Needless to say these thoughts were a self-loathing duet of "Ugh, why did I forget my BlackBerry?" and "Ugh, why am I so dependent on my BlackBerry?" It was almost as unpleasant as hearing Gwyneth Paltrow sing with Huey Lewis. Even as I write this, I'm getting the shivers.

Here's the part of the column where I'm supposed to say that my New Year's resolution is to make a genuine effort to curb my mobile technology habit. This is also the part where I make some totally obvious pronouncements about how we are so inundated with electronic stimuli that we not only don't know how to be alone with ourselves, we actually fear the very concept.

Once upon a time, people patiently waited for movies to start by nibbling their popcorn and perhaps even (gasp) talking to the person they came with. Once upon a time, we tucked a book or magazine into our bags when we met a friend at a restaurant, so there would be something to do if the friend was late. And once upon a time, when that friend got up to use the restroom, it wasn't mandatory to whip out a smartphone and check your e-mail.

But let's face it, these rusty ships sailed long ago. Books and magazines have been replaced by e-readers and smartphones and iPads that conveniently let you check your e-mail if the reading proves too tedious. Quiet mediation is really only appropriate in yoga, preferably the Nintendo Wii Fit kind. If you're going to ask people to relax, you need software to back it up.

That's why, this New Year's Eve, I am not merely vowing to change my behavior, I am creating an app that enables me to change it. This app will do for users what no other has done before: It will allow them to be unoccupied.
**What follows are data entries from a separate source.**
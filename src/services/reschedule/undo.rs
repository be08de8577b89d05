// Single-slot undo for the last successful reschedule

use chrono::{DateTime, Utc};

use crate::models::activity::{Activity, ActivityKind, Version};
use crate::services::store::MutationRequest;

/// Snapshot of an activity's schedulable state as it was immediately
/// before the last successful mutation.
///
/// The version is the one observed before that mutation, so replaying
/// the snapshot is itself a compare-and-swap against whatever the store
/// considers current at undo time; an intervening edit by someone else
/// rejects the undo the same way it would reject any other mutation.
#[derive(Debug, Clone, PartialEq)]
pub struct PendingUndo {
    pub kind: ActivityKind,
    pub id: i64,
    pub prev_start: DateTime<Utc>,
    pub prev_end: DateTime<Utc>,
    pub prev_court_id: Option<i64>,
    pub prev_duration_minutes: i64,
    pub prev_version: Option<Version>,
}

impl PendingUndo {
    /// Capture an activity's pre-mutation state.
    pub fn capture(activity: &Activity) -> Self {
        Self {
            kind: activity.kind,
            id: activity.id,
            prev_start: activity.start,
            prev_end: activity.end,
            prev_court_id: activity.court_id,
            prev_duration_minutes: activity.duration().num_minutes(),
            prev_version: activity.version.clone(),
        }
    }

    /// The mutation that restores the captured state.
    pub fn to_request(&self) -> MutationRequest {
        MutationRequest {
            kind: self.kind,
            id: Some(self.id),
            start_at: self.prev_start,
            end_at: self.prev_end,
            court_id: self.prev_court_id,
            version: self.prev_version.clone(),
        }
    }
}

/// Holds zero or one [`PendingUndo`].
///
/// Written only by the reschedule controller's success path; each new
/// mutation overwrites the slot, and a view-context change clears it.
/// Undo is scoped to "the last action in this view", not globally
/// durable.
#[derive(Debug, Default)]
pub struct UndoManager {
    slot: Option<PendingUndo>,
}

impl UndoManager {
    pub fn record(&mut self, snapshot: PendingUndo) {
        self.slot = Some(snapshot);
    }

    pub fn peek(&self) -> Option<&PendingUndo> {
        self.slot.as_ref()
    }

    pub fn clear(&mut self) {
        self.slot = None;
    }

    pub fn is_empty(&self) -> bool {
        self.slot.is_none()
    }
}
It will allow them to use their thumbs not for scrolling or typing but for that classic yet sadly bygone thumb-related pastime known as twiddling.

One of the best things about this app is, as they say, its "elegance." I'm not just talking about its name, Twiddle (fun and minimalist, no?). I'm talking about the fact that its main function is to simply turn your phone off. Not that you couldn't have guessed that. They already make this kind of thing for computers, an Internet-blocking software called Freedom, which is apparently not named after Jonathan Franzen's novel despite the author's much-quoted description of how he bars himself from cyberspace by removing his wireless card and using super glue to plug up his Ethernet cable (the freak).

But my app is better than super glue or the simple on/off button. My app will keep your hand-held whatever deactivated until such time as adequate self-reflection has been achieved.

I won't get into the technical nitty-gritty (hey, I'm an idea person!). What I can tell you, though, is that the self-reflection will be deemed adequate only if the app senses that one of the following criteria has been met:

• User has thought about all the friends who have no doubt posted on her Facebook newsfeed since Twiddle activation and imagined what these friends might be like in person (eye color, sound of voice, possible body odors).

• User has wondered what would happen if instead of texting her best friend, she actually visited her at home — provided Google could tell her where the friend lived.

• User has thought about how many tweets she's missed during Twiddle activation and calculated how many Haitian children could eat for a week if each tweet were worth $5.

You totally want this app! Now, instead of feeling guilty about your hand-held-device addiction, you can feel guilty about the plight of Haitian children. Isn't that better?

So I say not "Happy New Year" but "Happy New You!"